L'agriculture est un secteur
qui bouge, les structures familiales changent, les exploitations se concentrent.
" La main d'œuvre familiale se
transforme en main d'œuvre salariée, et 80 % des salariés ont des contrats à
durée déterminée, " constate Jean-Michel Baumann, le chargé de mission
emploi de la FNSEA.
Joseph
Lechner rappelle que " l'agriculture
est le premier employeur de France. Nous occupons avec nos entreprises à l'amont
et à l'aval, 14 % de la population active. On oublie aussi souvent que la France est le
second exportateur de produits agricoles et le premier de produits agricoles
transformés. "
" Le coût et la disponibilité de la
main d'œuvre handicapent nos exploitations "

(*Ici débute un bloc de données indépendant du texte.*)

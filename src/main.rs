use handswarm::messages::FINGER_MESSAGES;
use handswarm::script::TrackingScript;
use handswarm::{AnimationSession, CurlTemplateMatcher, SwarmConfig};
use log::error;
use std::time::Instant;

const IDLE_TICKS: u32 = 300;

struct Args {
    script: Option<String>,
    config: Option<String>,
    matcher: bool,
    messages: bool,
}

fn parse_args() -> Result<Args, String> {
    let mut args = Args {
        script: None,
        config: None,
        matcher: false,
        messages: false,
    };

    let mut it = std::env::args().skip(1);
    while let Some(arg) = it.next() {
        match arg.as_str() {
            "--config" => {
                args.config = Some(it.next().ok_or("--config needs a path")?);
            }
            "--matcher" => args.matcher = true,
            "--messages" => args.messages = true,
            "-h" | "--help" => {
                return Err("usage: handswarm [SCRIPT.json] [--config CONFIG.json] [--matcher] [--messages]"
                    .into())
            }
            path if args.script.is_none() => args.script = Some(path.to_string()),
            other => return Err(format!("unexpected argument '{}'", other)),
        }
    }
    Ok(args)
}

fn main() {
    env_logger::Builder::from_env(env_logger::Env::default().default_filter_or("info")).init();

    let args = match parse_args() {
        Ok(a) => a,
        Err(msg) => {
            eprintln!("{}", msg);
            std::process::exit(2);
        }
    };

    if args.messages {
        match serde_json::to_string_pretty(&FINGER_MESSAGES[..]) {
            Ok(json) => println!("{}", json),
            Err(e) => error!("{}", e),
        }
        return;
    }

    if let Err(e) = run(&args) {
        error!("{}", e);
        std::process::exit(1);
    }
}

/// Replay a tracking script through a fresh session
fn run(args: &Args) -> handswarm::Result<()> {
    let config = match &args.config {
        Some(path) => SwarmConfig::from_file(path)?,
        None => SwarmConfig::default(),
    };

    let script = match &args.script {
        Some(path) => TrackingScript::from_file(path)?,
        None => TrackingScript::idle(IDLE_TICKS),
    };

    println!("\n🧊 Handswarm");
    println!(
        "   {} particles (size {}), {} frames, {} ticks",
        config.particle_count,
        config.particle_size,
        script.frames.len(),
        script.total_ticks()
    );

    let started = Instant::now();
    let mut session = AnimationSession::new(&config);
    if args.matcher {
        session.set_template_matcher(Box::new(CurlTemplateMatcher::default()));
    }
    println!("   shapes generated in {:.2?}", started.elapsed());

    let mut transitions = 0;
    let mut redraws = 0u64;
    let replay = Instant::now();

    for frame in &script.frames {
        let before = session.gesture();
        if session.on_tracking_update(&frame.hands) != before {
            transitions += 1;
        }

        for _ in 0..frame.ticks {
            session.tick();
            if session.take_needs_redraw() {
                redraws += 1;
            }
        }
    }

    println!("\n✨ Replay finished in {:.2?}", replay.elapsed());
    println!("   transitions:       {}", transitions);
    println!("   redraws:           {}", redraws);
    println!("   final gesture:     {}", session.gesture());
    println!("   animation time:    {:.2}", session.machine().time());
    println!("   mean dist/target:  {:.3}", session.mean_target_distance());

    Ok(())
}
//! Gesture recognition from hand landmarks.
//!
//! Turns the hands seen in one tracking update into a single
//! [`GestureState`]. Two-hand composites are checked before single-hand
//! gestures, and those before the generic finger count, so a heart or a pair
//! of peace signs is never swallowed by the count.

use glam::Vec3;
use log::{debug, warn};
use std::fmt;

use crate::config::TEMPLATE_ACCEPTANCE;
use crate::landmarks::*;

/// Thumb-to-index tip distance below which a hand is pinching
pub const PINCH_THRESHOLD: f32 = 0.08;
/// Both tip pairs must be closer than this for a two-hand heart
pub const HEART_THRESHOLD: f32 = 0.15;
/// Thumb counts as extended when its tip is this much further out than the IP joint
pub const THUMB_EXTENSION_RATIO: f32 = 1.1;
pub const MAX_FINGERS: u8 = 10;

// ── Gesture states ─────────────────────────────────────────

/// The discrete state driving which shape the swarm forms.
#[derive(Debug, Clone, Copy, PartialEq, Eq, Hash, Default)]
pub enum GestureState {
    #[default]
    Idle,
    Fist,
    Pinch,
    FaceReveal,
    DoubleLove,
    /// 1..=10 extended fingers
    Finger(u8),
}

impl GestureState {
    /// Finger-count state, `None` outside 1..=10
    pub fn finger(count: u8) -> Option<Self> {
        (1..=MAX_FINGERS).contains(&count).then_some(Self::Finger(count))
    }

    /// Stable name, e.g. `finger_7`
    pub fn name(&self) -> String {
        match self {
            Self::Idle => "idle".to_string(),
            Self::Fist => "fist".to_string(),
            Self::Pinch => "pinch".to_string(),
            Self::FaceReveal => "face_reveal".to_string(),
            Self::DoubleLove => "double_love".to_string(),
            Self::Finger(n) => format!("finger_{}", n),
        }
    }
}

impl fmt::Display for GestureState {
    fn fmt(&self, f: &mut fmt::Formatter<'_>) -> fmt::Result {
        f.write_str(&self.name())
    }
}

// ── Per-hand heuristics ────────────────────────────────────

/// Which digits of one hand are extended
#[derive(Debug, Clone, Copy, PartialEq, Eq, Default)]
pub struct FingerState {
    pub count: u8,
    pub thumb_up: bool,
    pub index_up: bool,
    pub middle_up: bool,
    pub ring_up: bool,
    pub pinky_up: bool,
}

impl FingerState {
    pub fn flags(&self) -> [bool; 5] {
        [
            self.thumb_up,
            self.index_up,
            self.middle_up,
            self.ring_up,
            self.pinky_up,
        ]
    }
}

/// Tip above (smaller y than) the PIP joint
fn is_up(hand: &HandObservation, tip: usize, base: usize) -> bool {
    hand.get(tip).y < hand.get(base).y
}

/// Count extended digits. Fingers are "up" when the tip is above the PIP
/// joint; the thumb moves sideways, so it is "up" when its tip sits further
/// from the wrist horizontally than the IP joint does, by a 10% margin.
pub fn finger_state(hand: &HandObservation) -> FingerState {
    let wrist = hand.get(WRIST);
    let thumb_tip_dist = (hand.get(THUMB_TIP).x - wrist.x).abs();
    let thumb_ip_dist = (hand.get(THUMB_IP).x - wrist.x).abs();

    let mut state = FingerState {
        count: 0,
        thumb_up: thumb_tip_dist > thumb_ip_dist * THUMB_EXTENSION_RATIO,
        index_up: is_up(hand, INDEX_TIP, INDEX_PIP),
        middle_up: is_up(hand, MIDDLE_TIP, MIDDLE_PIP),
        ring_up: is_up(hand, RING_TIP, RING_PIP),
        pinky_up: is_up(hand, PINKY_TIP, PINKY_PIP),
    };
    state.count = state.flags().iter().filter(|&&up| up).count() as u8;
    state
}

/// Thumb and index tips touching with the other three fingers curled
pub fn is_pinch(hand: &HandObservation) -> bool {
    let pinch_dist = hand.get(THUMB_TIP).xy().distance(hand.get(INDEX_TIP).xy());

    let others_down = [(MIDDLE_TIP, MIDDLE_PIP), (RING_TIP, RING_PIP), (PINKY_TIP, PINKY_PIP)]
        .iter()
        .all(|&(tip, base)| hand.get(tip).y > hand.get(base).y);

    pinch_dist < PINCH_THRESHOLD && others_down
}

/// Two hands with thumb tips together and index tips together
pub fn is_heart_shape(a: &HandObservation, b: &HandObservation) -> bool {
    let thumb_dist = a.get(THUMB_TIP).xy().distance(b.get(THUMB_TIP).xy());
    let index_dist = a.get(INDEX_TIP).xy().distance(b.get(INDEX_TIP).xy());

    thumb_dist < HEART_THRESHOLD && index_dist < HEART_THRESHOLD
}

/// Two peace signs
pub fn is_face_reveal(count_a: u8, count_b: u8) -> bool {
    count_a == 2 && count_b == 2
}

// ── Template matcher capability ────────────────────────────

/// Result of an external template match
#[derive(Debug, Clone, PartialEq)]
pub struct TemplateMatch {
    pub name: String,
    /// 0..10, higher is more confident
    pub score: f32,
}

/// Higher-precision classifier consulted for single-hand frames. Receives the
/// landmarks already rescaled to pixel space.
pub trait TemplateMatcher {
    fn try_classify(&self, landmarks: &[Vec3; LANDMARK_COUNT]) -> Option<TemplateMatch>;
}

/// Stand-in used when no template matcher is available
#[derive(Debug, Clone, Copy, Default)]
pub struct NoTemplateMatcher;

impl TemplateMatcher for NoTemplateMatcher {
    fn try_classify(&self, _landmarks: &[Vec3; LANDMARK_COUNT]) -> Option<TemplateMatch> {
        None
    }
}

/// Map matcher gesture names onto swarm states
pub fn map_template_name(name: &str) -> Option<GestureState> {
    match name {
        "one_finger" => Some(GestureState::Finger(1)),
        "two_finger" => Some(GestureState::Finger(2)),
        "three_finger" => Some(GestureState::Finger(3)),
        "four_finger" => Some(GestureState::Finger(4)),
        "five_finger" => Some(GestureState::Finger(5)),
        "fist" => Some(GestureState::Fist),
        "pinch" => Some(GestureState::Pinch),
        _ => None,
    }
}

// ── Classifier ─────────────────────────────────────────────

pub struct GestureClassifier {
    matcher: Box<dyn TemplateMatcher>,
    acceptance: f32,
}

impl Default for GestureClassifier {
    fn default() -> Self {
        Self::new(Box::new(NoTemplateMatcher), TEMPLATE_ACCEPTANCE)
    }
}

impl GestureClassifier {
    pub fn new(matcher: Box<dyn TemplateMatcher>, acceptance: f32) -> Self {
        Self {
            matcher,
            acceptance,
        }
    }

    pub fn set_matcher(&mut self, matcher: Box<dyn TemplateMatcher>) {
        self.matcher = matcher;
    }

    /// Classify the raw hands of one tracking update. Any malformed hand makes
    /// the whole update classify as idle.
    pub fn classify(&self, raw_hands: &[Vec<Landmark>]) -> GestureState {
        let hands: Result<Vec<HandObservation>, _> = raw_hands
            .iter()
            .map(|raw| HandObservation::try_from(raw.as_slice()))
            .collect();

        match hands {
            Ok(hands) => self.classify_hands(&hands),
            Err(e) => {
                warn!("Rejecting hand observation: {}", e);
                GestureState::Idle
            }
        }
    }

    /// Priority order, first match wins: two peace signs, heart, pinch,
    /// template match, summed finger count, and idle when nothing is tracked.
    pub fn classify_hands(&self, hands: &[HandObservation]) -> GestureState {
        if hands.is_empty() {
            return GestureState::Idle;
        }

        let states: Vec<FingerState> = hands.iter().map(finger_state).collect();

        if let [a, b, ..] = hands {
            if is_face_reveal(states[0].count, states[1].count) {
                return GestureState::FaceReveal;
            }
            if is_heart_shape(a, b) {
                return GestureState::DoubleLove;
            }
        }

        if let [hand] = hands {
            if is_pinch(hand) {
                return GestureState::Pinch;
            }

            if let Some(gesture) = self.template_gesture(hand) {
                return gesture;
            }
        }

        let total: u32 = states.iter().map(|s| s.count as u32).sum();
        let total = total.min(MAX_FINGERS as u32) as u8;
        debug!("{} hand(s), {} finger(s) up", hands.len(), total);

        GestureState::finger(total).unwrap_or(GestureState::Fist)
    }

    fn template_gesture(&self, hand: &HandObservation) -> Option<GestureState> {
        let found = self.matcher.try_classify(&hand.to_pixel_space())?;
        if found.score <= self.acceptance {
            debug!(
                "Template match '{}' ({:.2}) below acceptance",
                found.name, found.score
            );
            return None;
        }
        map_template_name(&found.name)
    }
}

" Dans le département, nous sommes
fortement pénalisés par le coût de la main d'œuvre saisonnière, en effet nous
subissons de plein fouet la concurrence de nos voisins allemands. On estime que
le coût du salariat saisonnier est 1,5 fois plus cher en France qu'en
Allemagne, " rappelle Joseph Lechner.
Pour ce qui est du coût des heures
supplémentaires, les agriculteurs trouvent inacceptable la majoration de 25 %
pour les premières heures supplémentaires alors que dans d'autres secteurs
d'activité elle n'est que de 10 %.
" Nous connaissons d'importants
problèmes de disponibilité de main d'oeuvre dans le Bas-Rhin, "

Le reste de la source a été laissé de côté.